Leading a 170-strong delegation made up of four KMT vice-chairmen, key party cadres, scholars, economists and business leaders, Mr Lien was given a red-carpet welcome when he and his wife, Fang Yu, arrived in Beijing yesterday.


Chen Yunlin, director of the State Council's Taiwan Affairs Office, led four of his deputies and a group of other officials to greet Mr Lien at the airport.


Mr Lien and his delegation will take part in a high-profile two-day economic forum beginning today designed to find ways to bolster cross-strait economic co-operation, which he said would create a win-win situation for the two sides of the Taiwan Strait.


'Our two sides must continue our concerted effort to promote trade and economic co-operation as well as the happiness of the people across the Taiwan Strait,' Mr Lien said in a speech at the airport.


Mr Lien made history last year with a landmark visit to the mainland as head of the KMT, which had been locked in rivalry with the Communist Party since the end of the civil war in 1949.

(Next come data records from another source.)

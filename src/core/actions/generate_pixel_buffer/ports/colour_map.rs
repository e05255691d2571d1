use crate::core::data::pixel_colour::PixelColour;

pub trait ColourMap<T> {
    fn map(&self, value: T) -> PixelColour;

    fn display_name(&self) -> &str;
}
//! Window host for the explorer.
//!
//! winit supplies the window, mouse and touch input and the redraw signal,
//! `pixels` the surface frames are presented on, and egui the zoom controls.

mod app;
mod frame_clock;

pub use app::run_gui;
//! Pixel format conversion helpers for presentation adapters.

use std::error::Error;
use std::fmt;

use crate::core::data::pixel_buffer::PixelBuffer;

#[derive(Debug, Clone, Copy, PartialEq, Eq)]
pub enum PixelFormatError {
    FrameSizeMismatch { expected: usize, actual: usize },
}

impl fmt::Display for PixelFormatError {
    fn fmt(&self, f: &mut fmt::Formatter<'_>) -> fmt::Result {
        match self {
            Self::FrameSizeMismatch { expected, actual } => {
                write!(
                    f,
                    "RGBA frame has {} bytes, expected {}",
                    actual, expected
                )
            }
        }
    }
}

impl Error for PixelFormatError {}

/// Copies an RGB frame into an RGBA surface of the same dimensions, alpha 255.
pub fn fill_rgba_frame(frame: &PixelBuffer, dst: &mut [u8]) -> Result<(), PixelFormatError> {
    let src = frame.buffer();
    let expected = (src.len() / 3) * 4;

    if dst.len() != expected {
        return Err(PixelFormatError::FrameSizeMismatch {
            expected,
            actual: dst.len(),
        });
    }

    for (src_pixel, dst_pixel) in src.chunks_exact(3).zip(dst.chunks_exact_mut(4)) {
        dst_pixel[..3].copy_from_slice(src_pixel);
        dst_pixel[3] = 255;
    }

    Ok(())
}

#[cfg(test)]
mod tests {
    use super::*;

    #[test]
    fn copies_known_values_with_opaque_alpha() {
        let frame = PixelBuffer::from_data(
            2,
            2,
            vec![
                255, 0, 0, // red
                0, 255, 0, // green
                0, 0, 255, // blue
                255, 255, 255, // white
            ],
        )
        .unwrap();
        let mut dst = vec![0; 16];

        fill_rgba_frame(&frame, &mut dst).unwrap();

        assert_eq!(
            dst,
            vec![
                255, 0, 0, 255, 0, 255, 0, 255, 0, 0, 255, 255, 255, 255, 255, 255
            ]
        );
    }

    #[test]
    fn empty_frame_is_fine() {
        let frame = PixelBuffer::new(0, 0);
        let mut dst: Vec<u8> = vec![];

        assert!(fill_rgba_frame(&frame, &mut dst).is_ok());
    }

    #[test]
    fn mismatched_surface_is_rejected() {
        let frame = PixelBuffer::new(3, 2);
        let mut dst = vec![0; 3 * 2 * 4 - 4];

        assert_eq!(
            fill_rgba_frame(&frame, &mut dst),
            Err(PixelFormatError::FrameSizeMismatch {
                expected: 24,
                actual: 20
            })
        );
    }
}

During his April visit, he mended fences with Mr Hu and reached a five-point consensus to promote cross-strait peace and economic co-operation.


'Were it not for the [Taiwanese] government's disapproval, cross-strait trade would have developed further,' Mr Lien said.


The Chen government has refused to back the consensus reached by Mr Lien, saying he had no right and no power to represent the island's government.


It also barred an economic forum from being held in Taipei in December and warned that a series of economic sweeteners offered by Beijing are aimed at lulling the island into a false sense of security.